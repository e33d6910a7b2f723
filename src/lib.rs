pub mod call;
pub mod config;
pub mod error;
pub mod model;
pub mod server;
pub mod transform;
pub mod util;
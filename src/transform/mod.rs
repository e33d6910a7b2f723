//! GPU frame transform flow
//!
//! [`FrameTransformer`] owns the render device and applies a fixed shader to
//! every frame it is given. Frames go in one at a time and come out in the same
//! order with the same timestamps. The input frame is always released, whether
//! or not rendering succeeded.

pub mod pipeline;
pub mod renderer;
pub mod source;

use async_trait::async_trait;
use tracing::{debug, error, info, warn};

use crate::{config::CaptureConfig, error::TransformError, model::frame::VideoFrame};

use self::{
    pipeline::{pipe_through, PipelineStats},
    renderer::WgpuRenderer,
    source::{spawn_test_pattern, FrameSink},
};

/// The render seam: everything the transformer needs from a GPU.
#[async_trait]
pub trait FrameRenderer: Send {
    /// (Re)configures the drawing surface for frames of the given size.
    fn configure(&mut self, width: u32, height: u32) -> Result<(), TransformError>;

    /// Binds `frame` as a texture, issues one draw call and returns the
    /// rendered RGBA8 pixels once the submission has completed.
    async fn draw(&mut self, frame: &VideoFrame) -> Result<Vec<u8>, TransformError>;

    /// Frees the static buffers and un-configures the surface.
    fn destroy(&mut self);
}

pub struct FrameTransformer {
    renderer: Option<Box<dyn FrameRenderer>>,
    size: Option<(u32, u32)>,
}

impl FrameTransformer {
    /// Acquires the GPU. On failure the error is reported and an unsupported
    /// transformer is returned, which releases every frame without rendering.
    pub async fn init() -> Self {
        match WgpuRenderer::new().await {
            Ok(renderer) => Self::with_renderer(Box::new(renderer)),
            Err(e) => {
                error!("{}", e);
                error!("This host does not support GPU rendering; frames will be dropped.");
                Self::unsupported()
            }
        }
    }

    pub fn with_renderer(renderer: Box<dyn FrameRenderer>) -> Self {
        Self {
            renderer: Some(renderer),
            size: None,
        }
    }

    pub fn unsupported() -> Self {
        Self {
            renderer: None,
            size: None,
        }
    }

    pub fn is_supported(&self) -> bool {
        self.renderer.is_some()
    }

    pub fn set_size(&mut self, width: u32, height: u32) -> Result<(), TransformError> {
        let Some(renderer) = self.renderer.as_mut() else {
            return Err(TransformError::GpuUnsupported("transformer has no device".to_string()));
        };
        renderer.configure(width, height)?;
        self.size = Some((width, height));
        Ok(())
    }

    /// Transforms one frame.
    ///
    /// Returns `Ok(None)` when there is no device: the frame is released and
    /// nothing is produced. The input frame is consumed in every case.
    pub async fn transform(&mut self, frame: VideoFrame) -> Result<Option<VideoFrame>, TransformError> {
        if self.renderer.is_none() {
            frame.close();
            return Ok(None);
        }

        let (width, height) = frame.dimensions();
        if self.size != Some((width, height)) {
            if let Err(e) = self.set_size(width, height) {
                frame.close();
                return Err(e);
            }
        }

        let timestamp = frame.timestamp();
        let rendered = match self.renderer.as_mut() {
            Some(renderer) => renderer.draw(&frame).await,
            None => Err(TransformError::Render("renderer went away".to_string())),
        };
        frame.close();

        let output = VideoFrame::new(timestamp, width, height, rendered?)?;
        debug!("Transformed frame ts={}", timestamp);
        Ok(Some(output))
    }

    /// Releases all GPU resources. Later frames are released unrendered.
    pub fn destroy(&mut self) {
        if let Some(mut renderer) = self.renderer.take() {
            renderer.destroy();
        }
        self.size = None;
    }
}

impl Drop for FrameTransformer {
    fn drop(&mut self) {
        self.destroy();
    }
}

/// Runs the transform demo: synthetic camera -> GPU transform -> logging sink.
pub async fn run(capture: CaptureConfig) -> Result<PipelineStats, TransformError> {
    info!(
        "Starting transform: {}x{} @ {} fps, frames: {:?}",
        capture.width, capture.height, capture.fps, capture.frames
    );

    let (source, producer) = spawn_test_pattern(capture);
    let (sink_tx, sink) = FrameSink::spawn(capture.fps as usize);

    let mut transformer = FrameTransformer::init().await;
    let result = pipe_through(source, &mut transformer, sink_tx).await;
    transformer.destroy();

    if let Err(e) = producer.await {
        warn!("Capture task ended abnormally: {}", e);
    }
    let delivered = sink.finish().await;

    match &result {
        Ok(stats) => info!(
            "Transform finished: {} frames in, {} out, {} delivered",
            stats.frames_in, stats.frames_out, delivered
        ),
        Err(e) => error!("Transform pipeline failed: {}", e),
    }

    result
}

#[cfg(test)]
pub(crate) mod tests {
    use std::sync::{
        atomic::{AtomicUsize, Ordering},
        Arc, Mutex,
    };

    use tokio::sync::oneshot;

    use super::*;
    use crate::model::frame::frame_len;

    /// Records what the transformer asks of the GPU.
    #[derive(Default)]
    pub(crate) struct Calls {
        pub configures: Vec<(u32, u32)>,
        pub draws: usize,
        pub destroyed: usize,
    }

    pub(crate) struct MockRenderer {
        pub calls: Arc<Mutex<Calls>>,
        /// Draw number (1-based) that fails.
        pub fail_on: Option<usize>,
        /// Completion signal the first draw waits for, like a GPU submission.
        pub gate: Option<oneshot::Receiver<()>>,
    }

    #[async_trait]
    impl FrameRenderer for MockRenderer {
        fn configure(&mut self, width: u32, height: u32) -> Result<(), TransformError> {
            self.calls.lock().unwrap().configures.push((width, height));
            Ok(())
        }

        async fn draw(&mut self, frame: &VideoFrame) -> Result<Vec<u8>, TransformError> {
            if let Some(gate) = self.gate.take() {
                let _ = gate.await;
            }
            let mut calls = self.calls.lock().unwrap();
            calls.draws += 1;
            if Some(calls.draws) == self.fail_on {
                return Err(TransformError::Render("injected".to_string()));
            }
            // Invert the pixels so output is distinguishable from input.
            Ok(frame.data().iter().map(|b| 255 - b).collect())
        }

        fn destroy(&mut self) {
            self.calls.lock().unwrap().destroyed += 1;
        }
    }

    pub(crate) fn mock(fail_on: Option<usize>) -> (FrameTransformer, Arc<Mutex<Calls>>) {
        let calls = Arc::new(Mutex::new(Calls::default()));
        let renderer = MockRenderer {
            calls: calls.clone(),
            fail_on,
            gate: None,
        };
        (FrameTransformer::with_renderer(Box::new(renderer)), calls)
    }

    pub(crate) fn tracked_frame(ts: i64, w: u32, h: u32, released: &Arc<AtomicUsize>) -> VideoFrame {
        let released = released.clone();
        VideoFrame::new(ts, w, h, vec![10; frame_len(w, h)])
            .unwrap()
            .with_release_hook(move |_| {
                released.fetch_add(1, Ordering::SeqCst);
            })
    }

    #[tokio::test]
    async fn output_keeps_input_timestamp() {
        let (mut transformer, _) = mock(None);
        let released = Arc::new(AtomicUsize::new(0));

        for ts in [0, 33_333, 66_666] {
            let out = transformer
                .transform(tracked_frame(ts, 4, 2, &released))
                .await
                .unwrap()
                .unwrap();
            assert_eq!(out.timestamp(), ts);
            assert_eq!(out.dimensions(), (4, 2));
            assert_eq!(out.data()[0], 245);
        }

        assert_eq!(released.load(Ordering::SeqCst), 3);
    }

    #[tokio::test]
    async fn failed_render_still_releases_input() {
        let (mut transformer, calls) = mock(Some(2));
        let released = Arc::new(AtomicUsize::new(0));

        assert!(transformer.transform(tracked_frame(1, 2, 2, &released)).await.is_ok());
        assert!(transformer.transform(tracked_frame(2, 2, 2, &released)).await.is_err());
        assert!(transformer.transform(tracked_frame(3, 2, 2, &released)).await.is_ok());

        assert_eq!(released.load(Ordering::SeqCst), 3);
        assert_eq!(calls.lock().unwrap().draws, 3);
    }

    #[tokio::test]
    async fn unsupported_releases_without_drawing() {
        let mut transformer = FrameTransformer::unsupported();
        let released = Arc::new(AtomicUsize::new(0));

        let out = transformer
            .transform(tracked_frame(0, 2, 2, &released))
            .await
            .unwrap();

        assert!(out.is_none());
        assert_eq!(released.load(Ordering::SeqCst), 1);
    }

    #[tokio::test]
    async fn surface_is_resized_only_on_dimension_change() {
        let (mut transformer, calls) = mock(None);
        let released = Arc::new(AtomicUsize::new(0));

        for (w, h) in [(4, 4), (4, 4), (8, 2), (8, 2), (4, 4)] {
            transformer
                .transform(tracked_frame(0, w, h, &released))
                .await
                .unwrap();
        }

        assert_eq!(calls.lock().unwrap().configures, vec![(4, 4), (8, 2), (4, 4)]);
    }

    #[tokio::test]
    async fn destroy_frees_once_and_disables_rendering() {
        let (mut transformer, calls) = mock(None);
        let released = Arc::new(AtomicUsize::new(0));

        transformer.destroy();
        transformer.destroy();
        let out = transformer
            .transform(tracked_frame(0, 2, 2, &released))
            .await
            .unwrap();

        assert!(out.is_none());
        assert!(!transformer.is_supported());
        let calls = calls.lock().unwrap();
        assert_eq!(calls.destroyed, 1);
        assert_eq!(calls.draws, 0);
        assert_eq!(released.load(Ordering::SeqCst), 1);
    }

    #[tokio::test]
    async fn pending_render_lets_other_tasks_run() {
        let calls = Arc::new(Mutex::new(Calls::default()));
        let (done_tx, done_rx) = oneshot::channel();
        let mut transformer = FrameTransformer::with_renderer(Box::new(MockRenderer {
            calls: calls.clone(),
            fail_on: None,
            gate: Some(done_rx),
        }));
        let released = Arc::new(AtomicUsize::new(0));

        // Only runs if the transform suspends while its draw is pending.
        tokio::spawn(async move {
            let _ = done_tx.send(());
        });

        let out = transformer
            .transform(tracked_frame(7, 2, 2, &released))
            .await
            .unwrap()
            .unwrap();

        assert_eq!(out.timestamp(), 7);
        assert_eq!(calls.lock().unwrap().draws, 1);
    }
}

++++

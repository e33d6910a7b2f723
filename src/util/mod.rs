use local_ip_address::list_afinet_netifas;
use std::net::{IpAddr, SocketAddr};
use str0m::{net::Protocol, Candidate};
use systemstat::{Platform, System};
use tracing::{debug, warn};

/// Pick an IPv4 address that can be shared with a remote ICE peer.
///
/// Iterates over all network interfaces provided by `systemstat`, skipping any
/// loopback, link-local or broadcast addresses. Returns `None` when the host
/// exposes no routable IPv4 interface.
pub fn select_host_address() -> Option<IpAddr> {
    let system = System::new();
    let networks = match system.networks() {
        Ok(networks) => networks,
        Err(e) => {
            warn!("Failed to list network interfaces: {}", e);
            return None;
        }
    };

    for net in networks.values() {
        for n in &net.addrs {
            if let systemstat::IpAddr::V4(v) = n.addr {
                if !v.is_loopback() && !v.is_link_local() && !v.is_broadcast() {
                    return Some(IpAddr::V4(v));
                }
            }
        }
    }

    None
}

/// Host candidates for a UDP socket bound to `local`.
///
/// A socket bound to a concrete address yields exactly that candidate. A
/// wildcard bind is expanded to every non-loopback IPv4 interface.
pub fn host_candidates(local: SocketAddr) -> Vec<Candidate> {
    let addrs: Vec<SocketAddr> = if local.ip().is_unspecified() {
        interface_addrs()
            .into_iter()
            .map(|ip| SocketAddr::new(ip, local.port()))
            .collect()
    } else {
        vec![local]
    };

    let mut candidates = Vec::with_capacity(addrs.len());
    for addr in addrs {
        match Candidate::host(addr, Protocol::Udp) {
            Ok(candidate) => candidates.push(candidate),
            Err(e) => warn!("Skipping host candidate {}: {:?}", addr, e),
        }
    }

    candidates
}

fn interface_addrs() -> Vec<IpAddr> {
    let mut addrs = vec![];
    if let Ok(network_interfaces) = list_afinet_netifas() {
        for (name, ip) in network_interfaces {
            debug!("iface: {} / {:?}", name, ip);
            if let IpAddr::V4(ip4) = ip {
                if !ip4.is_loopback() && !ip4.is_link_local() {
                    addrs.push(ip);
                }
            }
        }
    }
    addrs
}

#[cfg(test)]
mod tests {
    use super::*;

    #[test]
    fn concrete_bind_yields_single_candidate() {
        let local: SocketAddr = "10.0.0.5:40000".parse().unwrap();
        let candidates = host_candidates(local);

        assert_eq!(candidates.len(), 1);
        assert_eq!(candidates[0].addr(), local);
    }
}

++++

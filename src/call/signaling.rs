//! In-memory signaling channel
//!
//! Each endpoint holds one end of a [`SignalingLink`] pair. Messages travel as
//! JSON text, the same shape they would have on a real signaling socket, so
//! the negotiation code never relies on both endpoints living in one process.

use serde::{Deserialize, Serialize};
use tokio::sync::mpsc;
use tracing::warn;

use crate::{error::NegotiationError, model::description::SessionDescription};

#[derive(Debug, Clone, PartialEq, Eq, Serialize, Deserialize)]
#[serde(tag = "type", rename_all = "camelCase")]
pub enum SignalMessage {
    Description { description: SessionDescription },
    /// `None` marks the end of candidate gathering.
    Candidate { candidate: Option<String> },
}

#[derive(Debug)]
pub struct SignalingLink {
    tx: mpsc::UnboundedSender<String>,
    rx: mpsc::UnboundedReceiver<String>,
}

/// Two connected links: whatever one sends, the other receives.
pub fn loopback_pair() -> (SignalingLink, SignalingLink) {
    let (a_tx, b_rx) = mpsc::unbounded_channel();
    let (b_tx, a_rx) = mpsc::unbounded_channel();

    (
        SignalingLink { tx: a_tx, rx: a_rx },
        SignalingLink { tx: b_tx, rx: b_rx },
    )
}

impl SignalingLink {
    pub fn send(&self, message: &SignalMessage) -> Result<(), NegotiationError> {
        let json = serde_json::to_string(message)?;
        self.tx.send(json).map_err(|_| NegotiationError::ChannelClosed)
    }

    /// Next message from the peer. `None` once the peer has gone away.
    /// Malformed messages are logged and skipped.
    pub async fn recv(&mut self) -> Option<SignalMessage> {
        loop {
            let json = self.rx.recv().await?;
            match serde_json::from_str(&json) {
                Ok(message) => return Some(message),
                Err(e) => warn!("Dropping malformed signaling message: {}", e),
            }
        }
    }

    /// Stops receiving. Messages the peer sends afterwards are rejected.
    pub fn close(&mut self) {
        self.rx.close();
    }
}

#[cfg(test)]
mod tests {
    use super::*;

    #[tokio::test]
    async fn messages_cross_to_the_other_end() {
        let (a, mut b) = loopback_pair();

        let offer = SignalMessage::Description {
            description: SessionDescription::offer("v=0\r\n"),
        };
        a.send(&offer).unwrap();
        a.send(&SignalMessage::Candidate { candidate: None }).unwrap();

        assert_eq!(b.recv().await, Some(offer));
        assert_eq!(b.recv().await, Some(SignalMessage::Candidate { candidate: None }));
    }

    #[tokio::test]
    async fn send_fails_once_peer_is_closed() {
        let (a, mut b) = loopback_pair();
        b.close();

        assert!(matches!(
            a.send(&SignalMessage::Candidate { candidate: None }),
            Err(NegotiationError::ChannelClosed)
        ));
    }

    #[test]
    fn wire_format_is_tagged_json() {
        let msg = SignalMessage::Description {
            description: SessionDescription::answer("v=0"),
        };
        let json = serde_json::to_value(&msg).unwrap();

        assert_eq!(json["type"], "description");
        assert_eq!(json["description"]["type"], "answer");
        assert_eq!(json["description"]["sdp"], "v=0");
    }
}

++++

■ **Exercise objective**
Filter the entries down to the lines holding the string "height". Copy each of those lines.

■ **Result of the exercise**
    fn configure(&mut self, width: u32, height: u32) -> Result<(), TransformError>;
    pub fn set_size(&mut self, width: u32, height: u32) -> Result<(), TransformError> {
        renderer.configure(width, height)?;
        self.size = Some((width, height));
        let (width, height) = frame.dimensions();
        if self.size != Some((width, height)) {
            if let Err(e) = self.set_size(width, height) {
        let output = VideoFrame::new(timestamp, width, height, rendered?)?;
        capture.width, capture.height, capture.fps, capture.frames
        fn configure(&mut self, width: u32, height: u32) -> Result<(), TransformError> {
            self.calls.lock().unwrap().configures.push((width, height));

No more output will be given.